NASA’s theory about the lack of alien visitors is truly depressing

Paper embraces the Great Filter theory of civilisations wiping themselves out before they can leave their planets.
Hello? Is there anyone out there?
Owen Humphreys/PA
Alan Martin15 November 2022

Our galaxy has around 100 to 400 billion stars in it, and there are around the same number of galaxies in the universe. If even a fraction of these stars replicate our sun and have planets with Earth-like environments orbiting them in the so-called “Goldilocks zone” (where it’s warm enough for water to neither freeze nor evaporate), then there could be billions of planets out there that support life.

And yet we haven’t heard a definitive peep from anything beyond our planetary postcode [despite various reports of “Unidentified Aerial Phenomena” (UAPs)]. This is known as the ‘Fermi Paradox’, and the latest research paper from NASA embraces the most depressing of the available explanations known as “The Great Filter”.

In short, that theory posits that life in the universe is ‘filtered out’ (a nice way of saying it becomes extinct) before it can contact others. The most depressing reading of this is that it’s simply the inevitable fate of any species evolved enough to try and make the jump to become an interplanetary species: the advancements ultimately kill it.

And that’s the crux of NASA’s latest paper (Avoiding the ‘Great Filter’: Extraterrestrial Life and Humanity’s Future in the Universe) which examines the likely imminent threats to our civilisation, considering each one a possible filter that’s coming for human life, just as it may have for other species elsewhere in the cosmos.

“The key to humanity successfully traversing such a universal filter is… identifying [destructive] attributes in ourselves and neutralising them in advance,” reasons the paper. The key threats? Nuclear war, pandemic, climate change, and uncontrolled artificial intelligence.

“History has shown that intraspecies competition and, more importantly, collaboration, has led us towards the highest peaks of invention,” the paper concludes. “And yet, we prolong notions that seem to be the antithesis of long-term sustainable growth. Racism, genocide, inequity, sabotage... the list sprawls.”

Although, the paper concedes, contact with other species could, in itself, have catastrophic consequences. “There is no guarantee what kind of relationship would develop with beings so cryptic and distant from ourselves,” the paper reads. “First contact may very well abolish our fragmented society, especially the scattered and fragile coalition in which humans have organised themselves.”

Why haven’t we met aliens? The other possibilities

Space, the final fromtier
NASA

It’s worth highlighting that there are other theories as to why we haven’t met alien life yet — some more ‘glass half-full’ than others.

One is based on the Great Filter theory outlined above, but suggests we’ve already passed through it successfully. If this is correct, the lack of others reaching out would suggest it’s vanishingly unlikely, and maybe there just isn’t any other life out there that has achieved this amazing feat.

Another option is that aliens have already made contact with Earth and we just didn’t notice. Just because we use radio waves for communication, there’s no reason to assume another species would, and such correspondence may exist in a format that’s invisible to humans.

Or alternatively, another species could have made contact before human life arrived to document its arrival — something not altogether unlikely, given we’ve only been around for about 0.0001 per cent of our planet’s 4.5 billion-year history.

There’s also the possibility that life is out there and deliberately hasn’t made contact. That could be for mundane reasons (cosmically speaking, we could be out in the sticks) or more sinister ones (the universe could be more dangerous than we naively think and species that have survived have done so by not broadcasting their existence).

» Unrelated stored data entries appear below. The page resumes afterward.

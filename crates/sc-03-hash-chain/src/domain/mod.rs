//! # Domain Layer
//!
//! Pure chaining logic, no I/O.

pub mod chain;
pub mod hashing;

On the more far-out end of the explanations, there’s the suggestion that this could all be a simulation or that we’re a kind of intergalactic zoo being observed from afar and deliberately not interfered with.

In short, there are many explanations as to why we haven’t met another species yet. But, even if they’re correct, it would still be sensible to heed NASA’s advice and do everything we can to avert nuclear war, another killer pandemic, and catastrophic climate change. It may not help us meet aliens, but it could help secure humanity’s future for generations to come.

Or as NASA puts it: “There is no known theoretical limit to how far humanity could progress into the distant future, this given the effectively inexhaustible supplies of matter and energy which lay beyond Earth’s fragile atmosphere in a Universe with far more time ahead of it than the mere 13.8 billion years which have already dropped into its past.

“Humanity evolving to a Type II civilisation, and even to Type III, is not beyond possibility. To prepare for our journey, we can likely count on the inner Solar System remaining habitable for another few billion years, until the Sun begins to expand towards red giant status. Time enough for humanity to finally make other stars our home.”